- O Banco Rendimento confirmou ataque hacker na manhã de terça-feira, 21, que atingiu canais de atendimento e contas de clientes.
- O incidente acontece em meio a uma sequência de ataques no sistema financeiro, como o desvio de cerca de R$ 100 milhões no BTG Pactual em março e uma tentativa de invasão no Banco do Nordeste em janeiro.
- Especialistas apontam que esses casos costumam expor fragilidades estruturais na gestão de riscos cibernéticos, especialmente em processos, integrações e controles de acesso.
- A popularização do Pix acelerou fraudes, reduzindo o tempo de reação das instituições e exigindo identificação de risco em tempo real.
- O Banco Central tem endurecido regras de segurança, com testes de intrusão e autenticação multifator, mas a adoção ainda varia entre as instituições.

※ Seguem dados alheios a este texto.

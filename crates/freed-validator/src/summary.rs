//! ---
//! freed_section: "02-protocol"
//! freed_subsection: "module"
//! freed_type: "source"
//! freed_scope: "code"
//! freed_description: "Per-outcome counters for a validation session."
//! freed_version: "v1.0.0"
//! freed_owner: "tbd"
//! ---
use std::fmt;
use std::sync::Arc;

use freed_proto::OutcomeKind;
use parking_lot::Mutex;
use serde::Serialize;

/// Snapshot of outcome counts for one session.
#[derive(Debug, Default, Clone, Copy, PartialEq, Eq, Serialize)]
pub struct ValidationSummary {
    pub valid: u64,
    pub too_short: u64,
    pub bad_checksum: u64,
    pub bad_header: u64,
    pub out_of_range: u64,
    /// Socket receive failures; not counted in [`ValidationSummary::total`].
    pub recv_errors: u64,
}

impl ValidationSummary {
    pub fn count(&self, kind: OutcomeKind) -> u64 {
        match kind {
            OutcomeKind::Valid => self.valid,
            OutcomeKind::TooShort => self.too_short,
            OutcomeKind::BadChecksum => self.bad_checksum,
            OutcomeKind::BadHeader => self.bad_header,
            OutcomeKind::OutOfRangeField => self.out_of_range,
        }
    }

    pub fn total(&self) -> u64 {
        self.valid + self.invalid()
    }

    pub fn invalid(&self) -> u64 {
        self.too_short + self.bad_checksum + self.bad_header + self.out_of_range
    }

    /// Fraction of invalid buffers; zero for an empty session.
    pub fn invalid_ratio(&self) -> f64 {
        match self.total() {
            0 => 0.0,
            total => self.invalid() as f64 / total as f64,
        }
    }

    /// Percentage of valid buffers; zero for an empty session.
    pub fn valid_percent(&self) -> f64 {
        match self.total() {
            0 => 0.0,
            total => self.valid as f64 * 100.0 / total as f64,
        }
    }

    fn bump(&mut self, kind: OutcomeKind) {
        let slot = match kind {
            OutcomeKind::Valid => &mut self.valid,
            OutcomeKind::TooShort => &mut self.too_short,
            OutcomeKind::BadChecksum => &mut self.bad_checksum,
            OutcomeKind::BadHeader => &mut self.bad_header,
            OutcomeKind::OutOfRangeField => &mut self.out_of_range,
        };
        *slot = slot.saturating_add(1);
    }
}

impl fmt::Display for ValidationSummary {
    fn fmt(&self, f: &mut fmt::Formatter<'_>) -> fmt::Result {
        write!(
            f,
            "{} packets: {} valid ({:.1}%), {} invalid (too_short={}, bad_checksum={}, bad_header={}, out_of_range={})",
            self.total(),
            self.valid,
            self.valid_percent(),
            self.invalid(),
            self.too_short,
            self.bad_checksum,
            self.bad_header,
            self.out_of_range
        )?;
        if self.recv_errors > 0 {
            write!(f, ", {} receive errors", self.recv_errors)?;
        }
        Ok(())
    }
}

/// Shared, cloneable counter handle.
///
/// Every update and snapshot takes the same lock, so readers never observe a
/// partially applied increment.
#[derive(Debug, Default, Clone)]
pub struct SummaryCounter {
    inner: Arc<Mutex<ValidationSummary>>,
}

impl SummaryCounter {
    pub fn new() -> Self {
        Self::default()
    }

    pub fn record(&self, kind: OutcomeKind) {
        self.inner.lock().bump(kind);
    }

    pub fn record_recv_error(&self) {
        let mut summary = self.inner.lock();
        summary.recv_errors = summary.recv_errors.saturating_add(1);
    }

    pub fn snapshot(&self) -> ValidationSummary {
        *self.inner.lock()
    }

    /// Zero every count. Only called at session start.
    pub fn reset(&self) {
        *self.inner.lock() = ValidationSummary::default();
    }
}

#[cfg(test)]
mod tests {
    use super::*;
    use strum::IntoEnumIterator;

    #[test]
    fn every_kind_has_its_own_slot() {
        let counter = SummaryCounter::new();
        for (index, kind) in OutcomeKind::iter().enumerate() {
            for _ in 0..=index {
                counter.record(kind);
            }
        }
        let summary = counter.snapshot();
        for (index, kind) in OutcomeKind::iter().enumerate() {
            assert_eq!(summary.count(kind), index as u64 + 1, "{kind}");
        }
        assert_eq!(summary.total(), 15);
        assert_eq!(summary.invalid(), 14);
    }

    #[test]
    fn ratio_of_empty_session_is_zero() {
        let summary = ValidationSummary::default();
        assert_eq!(summary.invalid_ratio(), 0.0);
        assert_eq!(summary.total(), 0);
    }

    #[test]
    fn clones_share_counts_and_reset_clears() {
        let counter = SummaryCounter::new();
        let clone = counter.clone();
        clone.record(OutcomeKind::Valid);
        clone.record(OutcomeKind::BadHeader);
        assert_eq!(counter.snapshot().total(), 2);
        assert_eq!(counter.snapshot().invalid_ratio(), 0.5);
        counter.reset();
        assert_eq!(clone.snapshot(), ValidationSummary::default());
    }

    #[test]
    fn concurrent_updates_are_not_lost() {
        let counter = SummaryCounter::new();
        let handles: Vec<_> = (0..4)
            .map(|_| {
                let counter = counter.clone();
                std::thread::spawn(move || {
                    for _ in 0..1_000 {
                        counter.record(OutcomeKind::Valid);
                        counter.record(OutcomeKind::TooShort);
                        let snapshot = counter.snapshot();
                        assert!(snapshot.valid >= snapshot.too_short);
                    }
                })
            })
            .collect();
        for handle in handles {
            handle.join().unwrap();
        }
        let summary = counter.snapshot();
        assert_eq!(summary.valid, 4_000);
        assert_eq!(summary.too_short, 4_000);
    }

    #[test]
    fn display_lists_every_counter() {
        let counter = SummaryCounter::new();
        counter.record(OutcomeKind::Valid);
        counter.record(OutcomeKind::OutOfRangeField);
        let text = counter.snapshot().to_string();
        assert_eq!(
            text,
            "2 packets: 1 valid (50.0%), 1 invalid (too_short=0, bad_checksum=0, bad_header=0, out_of_range=1)"
        );
    }

    #[test]
    fn receive_errors_are_listed_but_not_packets() {
        let counter = SummaryCounter::new();
        for _ in 0..3 {
            counter.record(OutcomeKind::Valid);
        }
        counter.record(OutcomeKind::BadChecksum);
        counter.record_recv_error();
        let summary = counter.snapshot();
        assert_eq!(summary.total(), 4);
        assert_eq!(summary.recv_errors, 1);
        assert_eq!(summary.valid_percent(), 75.0);
        assert!(summary.to_string().ends_with("out_of_range=0), 1 receive errors"));
        assert_eq!(ValidationSummary::default().valid_percent(), 0.0);
    }

    #[test]
    fn summary_serializes_with_kind_names() {
        let counter = SummaryCounter::new();
        counter.record(OutcomeKind::Valid);
        counter.record(OutcomeKind::OutOfRangeField);
        let value = serde_json::to_value(counter.snapshot()).unwrap();
        assert_eq!(value["valid"], 1);
        assert_eq!(value["out_of_range"], 1);
        assert_eq!(value["too_short"], 0);
    }
}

O Banco Rendimento confirmou ter sido alvo de um ataque hacker na manhã de terça-feira, 21. O incidente afetou canais de atendimento e contas de clientes, segundo a instituição. A instituição atua com foco em câmbio, crédito e transferências internacionais, incluindo remessas ao exterior.
O episódio ocorre em meio a uma sequência de incidentes no sistema financeiro brasileiro. Em março, o BTG Pactual teve ataque com desvio de cerca de R$ 100 milhões e chegou a suspender operações via Pix. Em janeiro, o Banco do Nordeste sofreu uma tentativa de invasão que interrompeu transações temporariamente.
Especialistas apontam que casos assim revelam fragilidades na gestão de riscos cibernéticos, especialmente em processos, integrações e controles de acesso. Indícios sugerem falhas em mecanismos de autenticação, facilitando acessos indevidos às contas. A atualização de sistemas é apontada como essencial.
Com a digitalização acelerada, o crime cibernético migrou do ambiente físico para o digital, ampliando o volume de ataques. O aumento da profissionalização do cibercrime e o uso de inteligência artificial intensificam a ameaça, embora haja avanços na detecção de incidentes.
Impacto do Pix e novos vetores de risco
A popularização do Pix mudou a dinâmica das fraudes ao acelerar transações. Transferências que ocorrem em segundos reduzem o tempo de reação das instituições e ampliam o impacto de credenciais comprometidas. A necessidade é identificar riscos praticamente em tempo real.
Além disso, a rede de fornecedores, fintechs e integradores que sustenta o sistema financeiro representa novas superfícies de ataque. Conexões externas passaram a exigir controles mais rigorosos e monitoramento contínuo.
Regulação e resposta do setor
O Banco Central tem aumentado exigências de segurança, com testes de intrusão, autenticação multifator e proteção de dados e transações. Ainda assim, a velocidade de implementação varia entre as instituições, apontam especialistas. A adaptação envolve fortalecer a segurança da cadeia de fornecedores e a resposta a incidentes.
Especialistas ressaltam que, apesar dos ataques, o sistema financeiro brasileiro continua robusto, porém a reputação pode sofrer com percepções de insegurança. O cenário atual é visto como uma fase de transição, em que a cibersegurança passa a ser parte central do negócio.